Until this moment, she’d had no idea what she would say to him. With animals, she was accustomed to speaking without much concern for what exactly she said. It was more how she said it. Like very young children, animals cued in on tone, not language. They nearly always seemed to favour a higher-pitched voice. They responded to touch.
None of which was going to work here.
But Barnabas Marsh was a presence, and a powerful one, radiant with a sense of age. She kept speaking to him, seeking a way through the gulf between them, the same as she always did. No matter what the species, there always seemed to be a way, always something to which she could attune—an image, a sound, a taste, some heightened sense that overwhelmed her and, once she regained her equilibrium, let her use it as the key in the door that would open the way for more.
She spoke to him of the sea, the most obvious thing, because no matter what the differences between them, they had that much in common. It flowed in each of them, water and salt, and they’d both come from it; he was just closer to returning, was all. Soon she felt the pull of tides, the tug of currents, the cold wet draw of gravity luring down, down, down to greater depths, then the equipoise of pressure, and where once it might’ve crushed, now it comforted, a cold cocoon that was both a blanket and a world, tingling along her skin with news coming from a thousand leagues in every direction—
And with a start she realised that the sea hadn’t been her idea at all.
She’d only followed where he led. Whether Marsh meant to or not.
Kerry looked him in his cold, inhuman eyes, not knowing quite what lay behind them, until she began to get a sense that the sea was all that lay behind them. The sea was all he thought of, all he wanted, all that mattered, a yearning so focused that she truly doubted she could slip past it to ferret out what was so special about now. What they all sensed happening now, just as they had fifteen years ago.
It was all one and the same, of course, bound inextricably together, but first they had to reclaim the sea.
* * *
And so it went the rest of the day, with one after another of this sad parade of prisoners, until she’d seen nearly twenty of them. Nothing that she would’ve dared call progress, just inklings of impressions, snippets of sensations, none of it coalescing into a meaningful whole, and all of it subsumed beneath a churning ache to return to the sea. It was their defence against her, and she doubted they even knew it.

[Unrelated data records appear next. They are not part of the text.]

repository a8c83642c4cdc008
pub mod repositories;
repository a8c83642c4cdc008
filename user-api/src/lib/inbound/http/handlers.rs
use auth::Role;
use axum::extract::rejection::JsonRejection;
use axum::extract::rejection::QueryRejection;
use axum::http::StatusCode;
use axum::response::IntoResponse;
use axum::response::Response;
use axum::Json;
use chrono::DateTime;
use chrono::Utc;
use serde::Serialize;

use crate::domain::user::models::User;
use crate::user::errors::UserError;
use crate::user::errors::ValidationError;

pub mod create_user;
pub mod delete_user;
pub mod list_users;
pub mod login;
pub mod signup;
pub mod update_user;

#[derive(Debug, Clone)]
pub struct ApiSuccess<T: Serialize + PartialEq>(StatusCode, Json<T>);

impl<T> PartialEq for ApiSuccess<T>
where
    T: Serialize + PartialEq,
{
    fn eq(&self, other: &Self) -> bool {
        self.0 == other.0 && self.1 .0 == other.1 .0
    }
}

impl<T: Serialize + PartialEq> ApiSuccess<T> {
    pub fn new(status: StatusCode, data: T) -> Self {
        ApiSuccess(status, Json(data))
    }
}

impl<T: Serialize + PartialEq> IntoResponse for ApiSuccess<T> {
    fn into_response(self) -> Response {
        (self.0, self.1).into_response()
    }
}

#[derive(Debug, Clone, PartialEq, Eq)]
pub enum ApiError {
    InternalServerError(String),
    BadRequest(String),
    NotFound(String),
    Unauthorized(String),
}

impl ApiError {
    pub const INVALID_CREDENTIALS: &'static str = "Invalid credentials";
    pub const USER_NOT_FOUND: &'static str = "User not found";
    const INTERNAL: &'static str = "Internal server error";
}

impl IntoResponse for ApiError {
    fn into_response(self) -> Response {
        let (status, message) = match self {
            ApiError::InternalServerError(detail) => {
                // Details stay in the logs; callers get a generic message.
                tracing::error!(error = %detail, "Request failed");
                (StatusCode::INTERNAL_SERVER_ERROR, Self::INTERNAL.to_string())
            }
            ApiError::BadRequest(msg) => (StatusCode::BAD_REQUEST, msg),
            ApiError::NotFound(msg) => (StatusCode::NOT_FOUND, msg),
            ApiError::Unauthorized(msg) => (StatusCode::UNAUTHORIZED, msg),
        };

        (status, Json(ApiMessageData { message })).into_response()
    }
}

impl From<UserError> for ApiError {
    fn from(err: UserError) -> Self {
        match err {
            UserError::NotFound(_) | UserError::NotFoundByEmail(_) => {
                ApiError::NotFound(Self::USER_NOT_FOUND.to_string())
            }
            UserError::EmailAlreadyExists(_)
            | UserError::Validation(_)
            | UserError::InvalidUserId(_) => ApiError::BadRequest(err.to_string()),
            UserError::Password(_) | UserError::DatabaseError(_) => {
                ApiError::InternalServerError(err.to_string())
            }
        }
    }
}

impl From<ValidationError> for ApiError {
    fn from(err: ValidationError) -> Self {
        ApiError::BadRequest(err.to_string())
    }
}

impl From<JsonRejection> for ApiError {
    fn from(rejection: JsonRejection) -> Self {
        ApiError::BadRequest(rejection.body_text())
    }
}

impl From<QueryRejection> for ApiError {
    fn from(rejection: QueryRejection) -> Self {
        ApiError::BadRequest(rejection.body_text())
    }
}

/// Body of every error response and of plain acknowledgements.
#[derive(Debug, Clone, PartialEq, Eq, Serialize)]
pub struct ApiMessageData {
    pub message: String,
}

#[derive(Debug, Clone, PartialEq, Eq, Serialize)]
pub struct TokenResponseData {
    pub token: String,
}

/// Public view of a user; never carries the password hash.
#[derive(Debug, Clone, PartialEq, Eq, Serialize)]
#[serde(rename_all = "camelCase")]
pub struct UserData {
    pub id: String,
    pub first_name: String,
    pub last_name: String,
    pub email: String,
    pub role: Role,
    pub age: u32,
    pub address: Option<String>,
    pub phone_number: Option<String>,
    pub created_at: DateTime<Utc>,
}

impl From<&User> for UserData {
    fn from(user: &User) -> Self {
        Self {
            id: user.id.to_string(),
            first_name: user.first_name.clone(),
            last_name: user.last_name.clone(),
            email: user.email.as_str().to_string(),
            role: user.role,
            age: user.age,
            address: user.address.clone(),
            phone_number: user.phone_number.clone(),
            created_at: user.created_at,
        }
    }
}

/// Presence check for a required request field; blank strings count as missing.
pub(crate) fn required_text(
    value: Option<String>,
    field: &'static str,
) -> Result<String, ValidationError> {
    match value {
        Some(text) if !text.trim().is_empty() => Ok(text),
        _ => Err(ValidationError::MissingField(field)),
    }
}
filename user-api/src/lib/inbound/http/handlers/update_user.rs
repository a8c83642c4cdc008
use auth::Role;
use axum::extract::rejection::JsonRejection;
use axum::extract::Path;
use axum::extract::State;
use axum::http::StatusCode;
use axum::Json;
use secrecy::ExposeSecret;
use secrecy::Secret;
use serde::Deserialize;

use super::ApiError;
use super::ApiSuccess;
use super::UserData;
use crate::domain::user::models::validate_age;
use crate::domain::user::models::EmailAddress;
use crate::domain::user::models::UpdateUserCommand;
use crate::domain::user::models::UserId;
use crate::inbound::http::middleware::AuthenticatedUser;
use crate::inbound::http::router::AppState;
use crate::user::errors::UserError;
use crate::user::errors::ValidationError;
use crate::user::ports::UserServicePort;

/// HTTP request body for updating a user (raw JSON)
#[derive(Debug, Deserialize)]
#[serde(rename_all = "camelCase")]
pub struct UpdateUserRequest {
    pub first_name: Option<String>,
    pub last_name: Option<String>,
    pub email: Option<String>,
    pub password: Option<Secret<String>>,
    pub role: Option<String>,
    pub age: Option<u32>,
    pub address: Option<String>,
    pub phone_number: Option<String>,
}

impl UpdateUserRequest {
    fn try_into_command(self) -> Result<UpdateUserCommand, ValidationError> {
        let email = self.email.map(EmailAddress::new).transpose()?;
        let role = self
            .role
            .map(|role| role.parse::<Role>())
            .transpose()?;
        // Empty password means no change
        let password = self.password.filter(|p| !p.expose_secret().is_empty());

        Ok(UpdateUserCommand {
            first_name: self.first_name.filter(|s| !s.trim().is_empty()),
            last_name: self.last_name.filter(|s| !s.trim().is_empty()),
            email,
            password,
            role,
            age: self.age.map(validate_age).transpose()?,
            address: self.address,
            phone_number: self.phone_number,
        })
    }
}

pub async fn update_user(
    State(state): State<AppState>,
    caller: AuthenticatedUser,
    Path(id): Path<String>,
    payload: Result<Json<UpdateUserRequest>, JsonRejection>,
) -> Result<ApiSuccess<UserData>, ApiError> {
    let user_id = UserId::from_string(&id).map_err(UserError::from)?;
    let Json(request) = payload?;
    let command = request.try_into_command()?;

    tracing::debug!(user_id = %user_id, updated_by = %caller.user_id, "Updating user");

    state
        .user_service
        .update_user(&user_id, command)
        .await
        .map_err(ApiError::from)
        .map(|ref user| ApiSuccess::new(StatusCode::OK, user.into()))
}
use async_trait::async_trait;
use tokio::sync::RwLock;

use crate::domain::user::models::EmailAddress;
use crate::domain::user::models::User;
use crate::domain::user::models::UserId;
use crate::domain::user::ports::UserRepository;
use crate::user::errors::UserError;

/// Process-local user directory.
///
/// Users are kept in insertion order; listings walk it backwards so the
/// newest user comes first, matching the Postgres ordering. Contents are lost
/// on restart.
#[derive(Default)]
pub struct InMemoryUserRepository {
    users: RwLock<Vec<User>>,
}

impl InMemoryUserRepository {
    pub fn new() -> Self {
        Self::default()
    }
}

#[async_trait]
impl UserRepository for InMemoryUserRepository {
    async fn create(&self, user: User) -> Result<User, UserError> {
        let mut users = self.users.write().await;

        if users.iter().any(|existing| existing.email == user.email) {
            return Err(UserError::EmailAlreadyExists(user.email.to_string()));
        }

        users.push(user.clone());
        Ok(user)
    }

    async fn find_by_id(&self, id: &UserId) -> Result<Option<User>, UserError> {
        let users = self.users.read().await;
        Ok(users.iter().find(|user| user.id == *id).cloned())
    }

    async fn find_by_email(&self, email: &EmailAddress) -> Result<Option<User>, UserError> {
        let users = self.users.read().await;
        Ok(users.iter().find(|user| user.email == *email).cloned())
    }

    async fn list(&self, offset: u64, limit: u32) -> Result<Vec<User>, UserError> {
        let users = self.users.read().await;
        let offset = usize::try_from(offset).unwrap_or(usize::MAX);

        Ok(users
            .iter()
            .rev()
            .skip(offset)
            .take(limit as usize)
            .cloned()
            .collect())
    }

    async fn update(&self, user: User) -> Result<User, UserError> {
        let mut users = self.users.write().await;

        if users
            .iter()
            .any(|existing| existing.id != user.id && existing.email == user.email)
        {
            return Err(UserError::EmailAlreadyExists(user.email.to_string()));
        }

        let slot = users
            .iter_mut()
            .find(|existing| existing.id == user.id)
            .ok_or_else(|| UserError::NotFound(user.id.to_string()))?;

        *slot = user.clone();
        Ok(user)
    }

    async fn delete_by_email(&self, email: &EmailAddress) -> Result<User, UserError> {
        let mut users = self.users.write().await;

        let position = users
            .iter()
            .position(|user| user.email == *email)
            .ok_or_else(|| UserError::NotFoundByEmail(email.to_string()))?;

        Ok(users.remove(position))
    }
}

Whatever was different about her, whatever had enabled her to whisper with creatures that she and the rest of the world found more appealing, it wasn’t made to penetrate a human-born despair that had hardened over most of a century.
There was little light remaining in the day when she left the prison in defeat, and little enough to begin with. It was now a colourless world of approaching darkness. She walked a straight line, sense of direction lost in the clammy mist that clung to her as surely as the permeating smell of the prisoners. She knew she had to come to the island’s edge eventually, and if she saw another human being before tomorrow, it would be too soon.
Escovedo found her anyway, and she had to assume he’d been following all along. Just letting her get some time and distance before, what, her debriefing? Kerry stood facing the water as it slopped against a shoreline of rocks the size of piled skulls, her hand clutching the inner fence. By now it seemed that the island was less a prison than a concentration camp.